Nieuwe verdeling middelen onderwijskansenbeleid scholen en gemeenten

In april 2018 is een kamerbrief verschenen met daarin de nieuwe verdeling van de middelen voor onderwijskansenbeleid voor scholen en gemeenten. Het geld dat gemeenten en scholen krijgen om risico's op onderwijsachterstanden bij kinderen tegen te gaan, wordt beter verdeeld over het land.

De ministerraad heeft daarmee ingestemd op voorstel van minister Slob voor Basis- en Voortgezet Onderwijs en Media. De komende jaren gaat het budget, zoals afgesproken in het regeerakkoord met € 170 miljoen omhoog voor gemeenten. Scholen krijgen structureel € 260 miljoen. Daarmee komt de totale investering van het kabinet in het bieden van onderwijskansen aan kinderen uit op € 746 miljoen. Dat geld wordt door gemeenten vooral gebruikt voor voorschoolse educatie. Scholen gebruiken het geld voor intensievere begeleiding van leerlingen of speciale taalklassen.

Meer focus op risico op achterstanden

Het kabinet kiest nu voor een verdeelsleutel waarmee de onderwijskansen worden vergroot van kinderen die dit het hardst nodig hebben. Voortaan wordt niet meer alleen gekeken naar het opleidingsniveau van ouders om te bepalen welk kind een risico heeft op een achterstand.
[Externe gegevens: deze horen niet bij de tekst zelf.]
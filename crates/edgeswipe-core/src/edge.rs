#![forbid(unsafe_code)]

//! Scroll-edge detection for scrollable containers.
//!
//! [`detect_edge`] classifies a container's scroll position as being at its
//! top edge, its bottom edge, or neither. The gesture recognizer calls it once
//! per touch start; an edge-less start never produces a swipe.
//!
//! # Invariants
//!
//! 1. `Top` is checked before `Bottom`: a container whose content fits inside
//!    its viewport is at both edges and resolves to `Top`.
//! 2. Negative or non-finite inputs resolve to `None`.
//! 3. The function is pure; [`ScrollMetrics`] is a plain snapshot.

/// Default slack, in pixels, when comparing a scroll offset to an edge.
pub const DEFAULT_EDGE_TOLERANCE: f64 = 1.0;

/// Which edge of its scroll range a container currently sits at.
#[derive(Debug, Clone, Copy, PartialEq, Eq, Hash, Default)]
#[cfg_attr(feature = "config", derive(serde::Serialize, serde::Deserialize))]
#[cfg_attr(feature = "config", serde(rename_all = "snake_case"))]
pub enum EdgeState {
    /// Scrolled to (or within tolerance of) the very top.
    Top,
    /// Scrolled to (or within tolerance of) the very bottom.
    Bottom,
    /// Somewhere in between.
    #[default]
    None,
}

impl EdgeState {
    /// Returns true for `Top` or `Bottom`.
    #[must_use]
    pub const fn is_edge(self) -> bool {
        matches!(self, Self::Top | Self::Bottom)
    }
}

/// Snapshot of a scrollable container's vertical geometry, in pixels.
#[derive(Debug, Clone, Copy, PartialEq, Default)]
pub struct ScrollMetrics {
    /// Distance scrolled from the top (`scrollTop`).
    pub scroll_offset: f64,
    /// Total height of the scrollable content (`scrollHeight`).
    pub content_size: f64,
    /// Visible height of the container (`clientHeight`).
    pub viewport_size: f64,
}

impl ScrollMetrics {
    /// Create a metrics snapshot.
    #[must_use]
    pub const fn new(scroll_offset: f64, content_size: f64, viewport_size: f64) -> Self {
        Self {
            scroll_offset,
            content_size,
            viewport_size,
        }
    }

    /// Whether every field is finite and non-negative.
    #[must_use]
    pub fn is_well_formed(&self) -> bool {
        [self.scroll_offset, self.content_size, self.viewport_size]
            .iter()
            .all(|v| v.is_finite() && *v >= 0.0)
    }

    /// Whether the offset is within `tolerance` of the top.
    #[must_use]
    pub fn at_top(&self, tolerance: f64) -> bool {
        self.is_well_formed() && self.scroll_offset <= tolerance
    }

    /// Whether the offset is within `tolerance` of the bottom.
    #[must_use]
    pub fn at_bottom(&self, tolerance: f64) -> bool {
        self.is_well_formed() && self.remaining_below() <= tolerance
    }

    /// Content left below the viewport. Negative when the content is shorter
    /// than the viewport.
    #[must_use]
    pub fn remaining_below(&self) -> f64 {
        self.content_size - (self.scroll_offset + self.viewport_size)
    }

    /// Largest offset the container can scroll to.
    #[must_use]
    pub fn max_scroll_offset(&self) -> f64 {
        (self.content_size - self.viewport_size).max(0.0)
    }

    /// Classify this snapshot. See [`detect_edge`].
    #[must_use]
    pub fn edge(&self, tolerance: f64) -> EdgeState {
        detect_edge(
            self.scroll_offset,
            self.content_size,
            self.viewport_size,
            tolerance,
        )
    }
}

/// Classify a scroll position as `Top`, `Bottom`, or `None`.
///
/// ```
/// use edgeswipe_core::edge::{EdgeState, detect_edge};
///
/// assert_eq!(detect_edge(0.0, 2000.0, 600.0, 1.0), EdgeState::Top);
/// assert_eq!(detect_edge(1400.0, 2000.0, 600.0, 1.0), EdgeState::Bottom);
/// assert_eq!(detect_edge(700.0, 2000.0, 600.0, 1.0), EdgeState::None);
/// ```
#[must_use]
pub fn detect_edge(
    scroll_offset: f64,
    content_size: f64,
    viewport_size: f64,
    tolerance: f64,
) -> EdgeState {
    let metrics = ScrollMetrics::new(scroll_offset, content_size, viewport_size);
    if !metrics.is_well_formed() || !tolerance.is_finite() || tolerance < 0.0 {
        return EdgeState::None;
    }
    if metrics.scroll_offset <= tolerance {
        EdgeState::Top
    } else if metrics.remaining_below() <= tolerance {
        EdgeState::Bottom
    } else {
        EdgeState::None
    }
}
Ook de verblijfsduur in Nederland, herkomstland van ouders en eventuele schuldsanering wegen mee.

Door de wijzigingen kan de verdeling van het budget elk jaar worden aangepast aan de ontwikkelingen op de betreffende school of gemeenten. De nieuwe systematiek heeft ook als voordeel dat de nieuwe indicator door het CBS wordt berekend, waardoor de intensive en foutgevoelige aanvraagprocedure voor scholen vervalt.

Overgangsregeling

De meeste gemeenten krijgen er geld bij. Maar omdat de betere verdeling ervoor zorgt dat sommige gemeenten en scholen minder budget krijgen, wordt een overgangsregeling toegepast van drie jaar. Die zorgt ervoor dat gemeenten en scholen drie jaar de tijd krijgen om hun werkwijze aan te passen.